Now Dumbya implies that Hezbollah is partially responsible for the Zionist bloodlust!? Dude, that's harsh! Hezbollah is, like, a community support organization. They're no different than the Shriners or the Rotary Club or NAMBLA.

And Bush said the "s" word on TV, too. He should get an FCC fine, man.


The Shrubinator made me piddle myself.

Somebody hold me

Andrew Sullivan

I will pour that Diet coke all over you and lick it off
you while Barney Frank takes pictures. George is happily married and a straight kind of a guy but I am here for you...

The Exorcist

Neocon Pincher, Your worries are over. I'll hold ya, darlin'. I'll hold ya like a carrot and slice ya, dice ya, and serve you up with a side of farva beans while listening to Mozart.

Note to Petty Officer NoClass Murthafan: Round up as many "two dollar whores" as you can find for our upcoming Support The Hezbollah Peace Plan Tour. You never know when we might have a bi-curious moment up there with Pedro doing those jobs that Americans just won't do. Besides, if there's anyone in AmeriKKKa doing jobs that most Americans just won't do, it's two dollar whores.

Now, I know from personal experience that two dollar whores are as hard to come by (no, pun intended) than a showered French diplomat, but Cindy Sheehan's PeaceBus is parked right down there in Texass. So grab all the 1-dollar bills in your stepdad's wallet, fire up the PaddyWagon Of Love and follow the cloud of funk rising above the Houston skyline, sailor! And don't forget to take your yeast-allergy pills.



In case anyone's interested, I'm a $2 whore...

Log Cabin Carlos

"In case anyone's interested, I'm a $2 whore..."==R Biter

Only if you're as queer as a $3 bill, boy.


The Shrubinator made me piddle myself.

Somebody hold me

Posted by: Neocon-pincher

Don't pay any attention the that eggs-or-cyst fellow. Come here, baby! There, now isn't that better?!

Snap! Ah, now I have the handcuffs firmly in place. Now, where is that dominatrix outfit! Damn it!

KIKI! Get out from under that sink, right now!



For 3 dollars I'll make ya holla!


Phrance is a two dollar whore? When did the price go up?


"Phrance is a two dollar whore? When did the price go up?"

They have to pay for John F'n Kerry's botox...


Jannymae: Just don't let Eggs O'Cyst near me while I'm handcuffed. Seriously. I'll sign a blank check to you.


"round up as many two dollar whores as you can find"..."down there in Texass"

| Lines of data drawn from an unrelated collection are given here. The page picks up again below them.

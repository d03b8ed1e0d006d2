//! NfsExportClass CRD.

use std::collections::BTreeMap;

use kube::CustomResource;
use schemars::JsonSchema;
use serde::{Deserialize, Serialize};

use super::DeletionPolicy;
use crate::keys;

/// NfsExportClass carries driver-specific parameters used when creating an
/// export. A class marked with the `is-default-class` annotation is selected
/// for NfsExports that do not name a class; at most one class per driver may
/// carry the annotation.
#[derive(CustomResource, Clone, Debug, Deserialize, Serialize, JsonSchema)]
#[kube(
    group = "nfsexport.exportd.io",
    version = "v1",
    kind = "NfsExportClass",
    shortname = "nfsclass",
    printcolumn = r#"{"name":"Driver","type":"string","jsonPath":".spec.driver"}"#,
    printcolumn = r#"{"name":"DeletionPolicy","type":"string","jsonPath":".spec.deletionPolicy"}"#,
    printcolumn = r#"{"name":"Age","type":"date","jsonPath":".metadata.creationTimestamp"}"#
)]
#[serde(rename_all = "camelCase")]
pub struct NfsExportClassSpec {
    /// Name of the storage driver this class belongs to.
    pub driver: String,

    /// Opaque driver parameters for export creation.
    #[serde(default, skip_serializing_if = "BTreeMap::is_empty")]
    pub parameters: BTreeMap<String, String>,

    /// Deletion policy installed on contents created from this class.
    pub deletion_policy: DeletionPolicy,
}

impl NfsExportClass {
    /// Whether this class is marked as the default for its driver.
    pub fn is_default(&self) -> bool {
        self.metadata
            .annotations
            .as_ref()
            .and_then(|a| a.get(keys::ANN_IS_DEFAULT_CLASS))
            .map(|v| v == "true")
            .unwrap_or(false)
    }
}

#[cfg(test)]
mod tests {
    use super::*;

    #[test]
    fn class_yaml_with_default_annotation() {
        let yaml = r#"
apiVersion: nfsexport.exportd.io/v1
kind: NfsExportClass
metadata:
  name: gold
  annotations:
    nfsexport.exportd.io/is-default-class: "true"
spec:
  driver: nfs.example.com
  deletionPolicy: Delete
  parameters:
    tier: fast
"#;
        let value: serde_json::Value = serde_yaml::from_str(yaml).expect("parse yaml");
        let class: NfsExportClass = serde_json::from_value(value).expect("parse class");
        assert!(class.is_default());
        assert_eq!(class.spec.driver, "nfs.example.com");
        assert_eq!(class.spec.parameters.get("tier").map(String::as_str), Some("fast"));
    }

    #[test]
    fn class_without_annotation_is_not_default() {
        let class = NfsExportClass::new(
            "silver",
            NfsExportClassSpec {
                driver: "nfs.example.com".into(),
                parameters: BTreeMap::new(),
                deletion_policy: DeletionPolicy::Retain,
            },
        );
        assert!(!class.is_default());
    }

    #[test]
    fn annotation_value_must_be_true() {
        let mut class = NfsExportClass::new(
            "silver",
            NfsExportClassSpec {
                driver: "nfs.example.com".into(),
                parameters: BTreeMap::new(),
                deletion_policy: DeletionPolicy::Retain,
            },
        );
        let mut annotations = BTreeMap::new();
        annotations.insert(keys::ANN_IS_DEFAULT_CLASS.to_string(), "false".to_string());
        class.metadata.annotations = Some(annotations);
        assert!(!class.is_default());
    }
}
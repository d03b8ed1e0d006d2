//! Driver adapter: thin synchronous wrappers over the three driver RPCs.

use std::collections::{BTreeMap, HashMap};
use std::time::Duration;

use async_trait::async_trait;
use chrono::{DateTime, TimeZone, Utc};
use thiserror::Error;
use tonic::transport::{Channel, Endpoint};
use tonic::{Code, Status};
use tracing::debug;

use crate::proto;
use crate::proto::export_controller_client::ExportControllerClient;

/// Error from a driver call.
#[derive(Debug, Error)]
pub enum DriverError {
    /// The driver answered with a gRPC status.
    #[error("rpc error: {0}")]
    Rpc(#[from] Status),

    /// The call never produced a gRPC status (transport setup, local
    /// timeout). The RPC may still be running server-side.
    #[error("driver connection error: {0}")]
    Connection(String),

    /// A well-formed response that cannot be used (e.g. empty list entry).
    #[error("{0}")]
    Other(String),
}

impl DriverError {
    /// Whether the error proves the RPC is no longer in flight.
    ///
    /// Only a gRPC status outside the retriable set is final. Anything else
    /// may mean the server is still processing the create; treating it as
    /// final would risk a second create that orphans the first export.
    pub fn is_final(&self) -> bool {
        match self {
            DriverError::Rpc(status) => is_final_status(status),
            DriverError::Connection(_) | DriverError::Other(_) => false,
        }
    }
}

/// Classify a gRPC status: final unless the server may still be working.
pub fn is_final_status(status: &Status) -> bool {
    !matches!(
        status.code(),
        // Client cancelled; server may still process the request.
        Code::Cancelled
        // Timeout before the server answered.
        | Code::DeadlineExceeded
        // Server shutting down or connection broken mid-call.
        | Code::Unavailable
        // Server temporarily out of resources.
        | Code::ResourceExhausted
        // Operation pending for this export.
        | Code::Aborted
    )
}

/// Result of a successful CreateExport.
#[derive(Clone, Debug, PartialEq)]
pub struct CreatedExport {
    /// Driver name, from the plugin info probe.
    pub driver_name: String,
    /// Backend export id.
    pub export_id: String,
    /// When the export was cut; `None` when the driver reported no time.
    pub creation_time: Option<DateTime<Utc>>,
    /// Export size in bytes.
    pub size_bytes: i64,
    /// Whether the export is already usable.
    pub ready_to_use: bool,
}

/// Result of a status probe.
#[derive(Clone, Debug, PartialEq)]
pub struct ExportStatus {
    /// Whether the export is usable.
    pub ready_to_use: bool,
    /// When the export was cut; `None` when unknown.
    pub creation_time: Option<DateTime<Utc>>,
    /// Export size in bytes.
    pub size_bytes: i64,
}

/// CreateExport/DeleteExport/GetExportStatus against a storage driver.
#[async_trait]
pub trait ExportDriver: Send + Sync {
    /// Create an export of a volume. `name` is the driver-side idempotency
    /// key and must be stable across retries.
    async fn create_export(
        &self,
        name: &str,
        volume_handle: &str,
        parameters: &BTreeMap<String, String>,
        secrets: &BTreeMap<String, String>,
        timeout: Duration,
    ) -> Result<CreatedExport, DriverError>;

    /// Delete an export by id.
    async fn delete_export(
        &self,
        export_id: &str,
        secrets: &BTreeMap<String, String>,
        timeout: Duration,
    ) -> Result<(), DriverError>;

    /// Check readiness, creation time and size of an export. Drivers without
    /// the list capability are assumed ready.
    async fn export_status(
        &self,
        export_id: &str,
        list_secrets: &BTreeMap<String, String>,
        timeout: Duration,
    ) -> Result<ExportStatus, DriverError>;
}

/// gRPC implementation over a tonic channel.
pub struct GrpcExportDriver {
    client: ExportControllerClient<Channel>,
}

impl GrpcExportDriver {
    /// Connect to the driver endpoint (e.g. `http://127.0.0.1:9010`).
    pub async fn connect(endpoint: &str) -> Result<Self, tonic::transport::Error> {
        let channel = Endpoint::from_shared(endpoint.to_string())?
            .connect()
            .await?;
        Ok(Self {
            client: ExportControllerClient::new(channel),
        })
    }

    /// Wrap an already-built channel (tests, custom transports).
    pub fn from_channel(channel: Channel) -> Self {
        Self {
            client: ExportControllerClient::new(channel),
        }
    }

    async fn with_timeout<T, F>(timeout: Duration, fut: F) -> Result<T, DriverError>
    where
        F: std::future::Future<Output = Result<T, Status>>,
    {
        match tokio::time::timeout(timeout, fut).await {
            Ok(result) => result.map_err(DriverError::Rpc),
            Err(_) => Err(DriverError::Rpc(Status::deadline_exceeded(
                "driver call exceeded configured timeout",
            ))),
        }
    }

    async fn driver_name(&self, timeout: Duration) -> Result<String, DriverError> {
        let mut client = self.client.clone();
        let response = Self::with_timeout(timeout, async move {
            client
                .get_plugin_info(proto::GetPluginInfoRequest {})
                .await
                .map(|r| r.into_inner())
        })
        .await?;
        Ok(response.name)
    }

    async fn supports_list(&self, timeout: Duration) -> Result<bool, DriverError> {
        let mut client = self.client.clone();
        let response = Self::with_timeout(timeout, async move {
            client
                .controller_get_capabilities(proto::ControllerGetCapabilitiesRequest {})
                .await
                .map(|r| r.into_inner())
        })
        .await?;

        let list_type = proto::controller_capability::rpc::Type::ListExports as i32;
        Ok(response
            .capabilities
            .iter()
            .filter_map(|capability| capability.rpc.as_ref())
            .any(|rpc| rpc.r#type == list_type))
    }
}

#[async_trait]
impl ExportDriver for GrpcExportDriver {
    async fn create_export(
        &self,
        name: &str,
        volume_handle: &str,
        parameters: &BTreeMap<String, String>,
        secrets: &BTreeMap<String, String>,
        timeout: Duration,
    ) -> Result<CreatedExport, DriverError> {
        debug!(export = name, volume = volume_handle, "CreateExport");

        let driver_name = self.driver_name(timeout).await?;

        let request = proto::CreateExportRequest {
            name: name.to_string(),
            source_volume_id: volume_handle.to_string(),
            parameters: to_proto_map(parameters),
            secrets: to_proto_map(secrets),
        };
        let mut client = self.client.clone();
        let response = Self::with_timeout(timeout, async move {
            client.create_export(request).await.map(|r| r.into_inner())
        })
        .await?;

        let export = response
            .export
            .ok_or_else(|| DriverError::Other("CreateExport response carried no export".into()))?;

        Ok(CreatedExport {
            driver_name,
            export_id: export.export_id,
            creation_time: from_proto_timestamp(export.creation_time),
            size_bytes: export.size_bytes,
            ready_to_use: export.ready_to_use,
        })
    }

    async fn delete_export(
        &self,
        export_id: &str,
        secrets: &BTreeMap<String, String>,
        timeout: Duration,
    ) -> Result<(), DriverError> {
        debug!(export_id, "DeleteExport");

        let request = proto::DeleteExportRequest {
            export_id: export_id.to_string(),
            secrets: to_proto_map(secrets),
        };
        let mut client = self.client.clone();
        Self::with_timeout(timeout, async move {
            client.delete_export(request).await.map(|r| r.into_inner())
        })
        .await?;
        Ok(())
    }

    async fn export_status(
        &self,
        export_id: &str,
        list_secrets: &BTreeMap<String, String>,
        timeout: Duration,
    ) -> Result<ExportStatus, DriverError> {
        debug!(export_id, "GetExportStatus");

        // Drivers without list support cannot be probed; assume the export
        // id is valid and ready.
        if !self.supports_list(timeout).await? {
            return Ok(ExportStatus {
                ready_to_use: true,
                creation_time: None,
                size_bytes: 0,
            });
        }

        let request = proto::ListExportsRequest {
            export_id: export_id.to_string(),
            secrets: to_proto_map(list_secrets),
        };
        let mut client = self.client.clone();
        let response = Self::with_timeout(timeout, async move {
            client.list_exports(request).await.map(|r| r.into_inner())
        })
        .await?;

        let export = response
            .entries
            .into_iter()
            .next()
            .and_then(|entry| entry.export)
            .ok_or_else(|| {
                DriverError::Other(format!("can not find export for exportId {export_id}"))
            })?;

        Ok(ExportStatus {
            ready_to_use: export.ready_to_use,
            creation_time: from_proto_timestamp(export.creation_time),
            size_bytes: export.size_bytes,
        })
    }
}

fn to_proto_map(map: &BTreeMap<String, String>) -> HashMap<String, String> {
    map.iter().map(|(k, v)| (k.clone(), v.clone())).collect()
}

/// Protobuf timestamp to UTC; zero and malformed timestamps become `None`.
fn from_proto_timestamp(ts: Option<prost_types::Timestamp>) -> Option<DateTime<Utc>> {
    let ts = ts?;
    if ts.seconds == 0 && ts.nanos == 0 {
        return None;
    }
    Utc.timestamp_opt(ts.seconds, ts.nanos as u32).single()
}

Aye, Aye Captain Petty Officer 4th Class Sir!
Rodger that on securing R and R equipment for Operation Balloon Trip. Request permission to stock up on penicillin from sick bay stores for post trip treatment.

"I'm a two dollar whore"

Arbiter, why buy the whole cow, when we can get the milk for free?
You didn't charge for your "unrep services" last trip.

The Exorcist

"Jannymae: Just don't let Eggs O'Cyst near me while I'm handcuffed" NP

You kiddin' me, NeoTrio. Hell, Daisy Mae Duke is in on the hole thing. She's bringing the farva beans. I sure as hell don't know how to cook that shi'ite.

And why the hell do you think she's chaining you up?

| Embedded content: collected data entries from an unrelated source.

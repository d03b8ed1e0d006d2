//! The slice of the orchestrator API the reconcilers depend on.
//!
//! Both reconcilers talk to the cluster exclusively through [`ClusterApi`], so
//! tests can drive full reconciliation scenarios against the in-memory
//! implementation in [`crate::testing`] the same way production runs against
//! [`KubeClusterApi`].

use std::collections::BTreeMap;

use async_trait::async_trait;
use k8s_openapi::api::core::v1::{
    Node, ObjectReference, PersistentVolume, PersistentVolumeClaim, Secret,
};
use kube::api::{DeleteParams, ListParams, Patch, PatchParams, PostParams};
use kube::{Api, Client, ResourceExt};

use crate::crd::{NfsExport, NfsExportClass, NfsExportContent};
use crate::error::Error;
use crate::patch::JsonPatch;

/// Field manager used for all writes issued by the controllers.
pub const FIELD_MANAGER: &str = "exportd";

/// Orchestrator operations used by the reconcilers.
#[async_trait]
pub trait ClusterApi: Send + Sync {
    // NfsExportContent (cluster-scoped)

    /// Fetch a content by name; `None` when absent.
    async fn get_content(&self, name: &str) -> Result<Option<NfsExportContent>, Error>;
    /// Create a content object. AlreadyExists surfaces as an error the caller
    /// may treat as success (idempotent creation).
    async fn create_content(&self, content: &NfsExportContent)
        -> Result<NfsExportContent, Error>;
    /// Request deletion of a content object (finalizers still apply).
    async fn delete_content(&self, name: &str) -> Result<(), Error>;
    /// Apply a JSON patch to a content.
    async fn patch_content(
        &self,
        name: &str,
        patch: &JsonPatch,
    ) -> Result<NfsExportContent, Error>;
    /// Merge-patch the status subresource of a content.
    async fn patch_content_status(
        &self,
        name: &str,
        status: serde_json::Value,
    ) -> Result<NfsExportContent, Error>;
    /// Replace a content object (label maintenance).
    async fn update_content(&self, content: &NfsExportContent)
        -> Result<NfsExportContent, Error>;

    // NfsExport (namespaced)

    /// Fetch an export; `None` when absent.
    async fn get_export(&self, namespace: &str, name: &str) -> Result<Option<NfsExport>, Error>;
    /// List the exports of a namespace.
    async fn list_exports(&self, namespace: &str) -> Result<Vec<NfsExport>, Error>;
    /// Apply a JSON patch to an export.
    async fn patch_export(
        &self,
        namespace: &str,
        name: &str,
        patch: &JsonPatch,
    ) -> Result<NfsExport, Error>;
    /// Replace an export object (class default, finalizer removal, labels).
    async fn update_export(&self, export: &NfsExport) -> Result<NfsExport, Error>;
    /// Merge-patch the status subresource of an export.
    async fn patch_export_status(
        &self,
        namespace: &str,
        name: &str,
        status: serde_json::Value,
    ) -> Result<NfsExport, Error>;

    // NfsExportClass (cluster-scoped)

    /// Fetch a class; `None` when absent.
    async fn get_class(&self, name: &str) -> Result<Option<NfsExportClass>, Error>;
    /// List all classes.
    async fn list_classes(&self) -> Result<Vec<NfsExportClass>, Error>;

    // Core objects (read-only except PVC finalizers)

    /// Fetch a PVC; `None` when absent.
    async fn get_pvc(
        &self,
        namespace: &str,
        name: &str,
    ) -> Result<Option<PersistentVolumeClaim>, Error>;
    /// List the PVCs of a namespace.
    async fn list_pvcs(&self, namespace: &str) -> Result<Vec<PersistentVolumeClaim>, Error>;
    /// Replace a PVC (finalizer add/remove only).
    async fn update_pvc(
        &self,
        pvc: &PersistentVolumeClaim,
    ) -> Result<PersistentVolumeClaim, Error>;
    /// Fetch a PV; `None` when absent.
    async fn get_pv(&self, name: &str) -> Result<Option<PersistentVolume>, Error>;
    /// Fetch a secret; `None` when absent.
    async fn get_secret(&self, namespace: &str, name: &str) -> Result<Option<Secret>, Error>;
    /// List cluster nodes (distributed export mode).
    async fn list_nodes(&self) -> Result<Vec<Node>, Error>;
}

/// Production implementation over a kube [`Client`].
#[derive(Clone)]
pub struct KubeClusterApi {
    client: Client,
}

impl KubeClusterApi {
    /// Wrap a kube client.
    pub fn new(client: Client) -> Self {
        Self { client }
    }

    fn contents(&self) -> Api<NfsExportContent> {
        Api::all(self.client.clone())
    }

    fn exports(&self, namespace: &str) -> Api<NfsExport> {
        Api::namespaced(self.client.clone(), namespace)
    }

    fn classes(&self) -> Api<NfsExportClass> {
        Api::all(self.client.clone())
    }

    fn patch_params() -> PatchParams {
        PatchParams {
            field_manager: Some(FIELD_MANAGER.to_string()),
            ..Default::default()
        }
    }
}

#[async_trait]
impl ClusterApi for KubeClusterApi {
    async fn get_content(&self, name: &str) -> Result<Option<NfsExportContent>, Error> {
        Ok(self.contents().get_opt(name).await?)
    }

    async fn create_content(
        &self,
        content: &NfsExportContent,
    ) -> Result<NfsExportContent, Error> {
        Ok(self
            .contents()
            .create(&PostParams::default(), content)
            .await?)
    }

    async fn delete_content(&self, name: &str) -> Result<(), Error> {
        self.contents()
            .delete(name, &DeleteParams::default())
            .await?;
        Ok(())
    }

    async fn patch_content(
        &self,
        name: &str,
        patch: &JsonPatch,
    ) -> Result<NfsExportContent, Error> {
        Ok(self
            .contents()
            .patch(name, &Self::patch_params(), &Patch::Json::<()>(patch.clone()))
            .await?)
    }

    async fn patch_content_status(
        &self,
        name: &str,
        status: serde_json::Value,
    ) -> Result<NfsExportContent, Error> {
        Ok(self
            .contents()
            .patch_status(
                name,
                &Self::patch_params(),
                &Patch::Merge(&serde_json::json!({ "status": status })),
            )
            .await?)
    }

    async fn update_content(
        &self,
        content: &NfsExportContent,
    ) -> Result<NfsExportContent, Error> {
        Ok(self
            .contents()
            .replace(&content.name_any(), &PostParams::default(), content)
            .await?)
    }

    async fn get_export(&self, namespace: &str, name: &str) -> Result<Option<NfsExport>, Error> {
        Ok(self.exports(namespace).get_opt(name).await?)
    }

    async fn list_exports(&self, namespace: &str) -> Result<Vec<NfsExport>, Error> {
        Ok(self
            .exports(namespace)
            .list(&ListParams::default())
            .await?
            .items)
    }

    async fn patch_export(
        &self,
        namespace: &str,
        name: &str,
        patch: &JsonPatch,
    ) -> Result<NfsExport, Error> {
        Ok(self
            .exports(namespace)
            .patch(name, &Self::patch_params(), &Patch::Json::<()>(patch.clone()))
            .await?)
    }

    async fn update_export(&self, export: &NfsExport) -> Result<NfsExport, Error> {
        let namespace = export.namespace().unwrap_or_default();
        Ok(self
            .exports(&namespace)
            .replace(&export.name_any(), &PostParams::default(), export)
            .await?)
    }

    async fn patch_export_status(
        &self,
        namespace: &str,
        name: &str,
        status: serde_json::Value,
    ) -> Result<NfsExport, Error> {
        Ok(self
            .exports(namespace)
            .patch_status(
                name,
                &Self::patch_params(),
                &Patch::Merge(&serde_json::json!({ "status": status })),
            )
            .await?)
    }

    async fn get_class(&self, name: &str) -> Result<Option<NfsExportClass>, Error> {
        Ok(self.classes().get_opt(name).await?)
    }

    async fn list_classes(&self) -> Result<Vec<NfsExportClass>, Error> {
        Ok(self.classes().list(&ListParams::default()).await?.items)
    }

    async fn get_pvc(
        &self,
        namespace: &str,
        name: &str,
    ) -> Result<Option<PersistentVolumeClaim>, Error> {
        let api: Api<PersistentVolumeClaim> = Api::namespaced(self.client.clone(), namespace);
        Ok(api.get_opt(name).await?)
    }

    async fn list_pvcs(&self, namespace: &str) -> Result<Vec<PersistentVolumeClaim>, Error> {
        let api: Api<PersistentVolumeClaim> = Api::namespaced(self.client.clone(), namespace);
        Ok(api.list(&ListParams::default()).await?.items)
    }

    async fn update_pvc(
        &self,
        pvc: &PersistentVolumeClaim,
    ) -> Result<PersistentVolumeClaim, Error> {
        let namespace = pvc.namespace().unwrap_or_default();
        let api: Api<PersistentVolumeClaim> = Api::namespaced(self.client.clone(), &namespace);
        Ok(api
            .replace(&pvc.name_any(), &PostParams::default(), pvc)
            .await?)
    }

    async fn get_pv(&self, name: &str) -> Result<Option<PersistentVolume>, Error> {
        let api: Api<PersistentVolume> = Api::all(self.client.clone());
        Ok(api.get_opt(name).await?)
    }

    async fn get_secret(&self, namespace: &str, name: &str) -> Result<Option<Secret>, Error> {
        let api: Api<Secret> = Api::namespaced(self.client.clone(), namespace);
        Ok(api.get_opt(name).await?)
    }

    async fn list_nodes(&self) -> Result<Vec<Node>, Error> {
        let api: Api<Node> = Api::all(self.client.clone());
        Ok(api.list(&ListParams::default()).await?.items)
    }
}

/// Create a kube client from an optional kubeconfig path; in-cluster config
/// otherwise.
pub async fn create_client(kubeconfig: Option<&std::path::Path>) -> Result<Client, Error> {
    use kube::config::{KubeConfigOptions, Kubeconfig};

    match kubeconfig {
        Some(path) => {
            let kubeconfig = Kubeconfig::read_from(path).map_err(|e| {
                Error::internal("client", format!("failed to read kubeconfig: {e}"))
            })?;
            let config =
                kube::Config::from_custom_kubeconfig(kubeconfig, &KubeConfigOptions::default())
                    .await
                    .map_err(|e| {
                        Error::internal("client", format!("failed to load kubeconfig: {e}"))
                    })?;
            Client::try_from(config)
                .map_err(|e| Error::internal("client", format!("failed to create client: {e}")))
        }
        None => Client::try_default()
            .await
            .map_err(|e| Error::internal("client", format!("failed to create client: {e}"))),
    }
}

/// Fetch the credentials stored in the referenced secret as a string map.
///
/// `Ok(None)` when no reference is given; an error when the secret is missing
/// or unreadable.
pub async fn credentials(
    api: &dyn ClusterApi,
    secret_ref: Option<&crate::secret::SecretRef>,
) -> Result<Option<BTreeMap<String, String>>, Error> {
    let Some(secret_ref) = secret_ref else {
        return Ok(None);
    };
    let secret = api
        .get_secret(&secret_ref.namespace, &secret_ref.name)
        .await
        .map_err(|e| {
            Error::secrets(format!(
                "error getting secret {} in namespace {}: {e}",
                secret_ref.name, secret_ref.namespace
            ))
        })?
        .ok_or_else(|| {
            Error::secrets(format!(
                "error getting secret {} in namespace {}: not found",
                secret_ref.name, secret_ref.namespace
            ))
        })?;

    let mut creds = BTreeMap::new();
    if let Some(data) = secret.data {
        for (key, value) in data {
            let text = String::from_utf8(value.0).map_err(|_| {
                Error::secrets(format!(
                    "secret {}/{} key {key} holds non-UTF-8 data",
                    secret_ref.namespace, secret_ref.name
                ))
            })?;
            creds.insert(key, text);
        }
    }
    if let Some(string_data) = secret.string_data {
        for (key, value) in string_data {
            creds.insert(key, value);
        }
    }
    Ok(Some(creds))
}

/// Event anchor for an export.
pub fn export_object_ref(export: &NfsExport) -> ObjectReference {
    ObjectReference {
        api_version: Some("nfsexport.exportd.io/v1".into()),
        kind: Some("NfsExport".into()),
        name: export.metadata.name.clone(),
        namespace: export.metadata.namespace.clone(),
        uid: export.metadata.uid.clone(),
        ..Default::default()
    }
}

/// Event anchor for a content.
pub fn content_object_ref(content: &NfsExportContent) -> ObjectReference {
    ObjectReference {
        api_version: Some("nfsexport.exportd.io/v1".into()),
        kind: Some("NfsExportContent".into()),
        name: content.metadata.name.clone(),
        uid: content.metadata.uid.clone(),
        ..Default::default()
    }
}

If you're anything like RuPaulo (and something tells me you are, and You Know What I'm Talkin' Bout) you'll probably flinch when you see your own back-skin being used to sew together Daisy's Almost-Leather Dominatrix outfit and matching purse. With your honky-ass skin having that shocking-pink glow to it, we might even have enough left over for a pink hat.

Ya big wuss. Take it like it like a progressyve. Even RuPaulo grew to appreciate seeing his back-skin used to patch the holes in the Masochist Misery Tour balls-loon. It's not about you, it's about the cause, man.

We're spreading democracy through our Support The Hellbollah Peace Plan Tour. I know we're progressyves and thinking of others doesn't come easy for us, but couldn't you just go out there and win one for the zipper?

Jamie Dawn

And he was REALLY chowing down on that... was that a pretzel???

Who knew our prez had such a potty mouth?
I hear Laura cusses like a sailor too.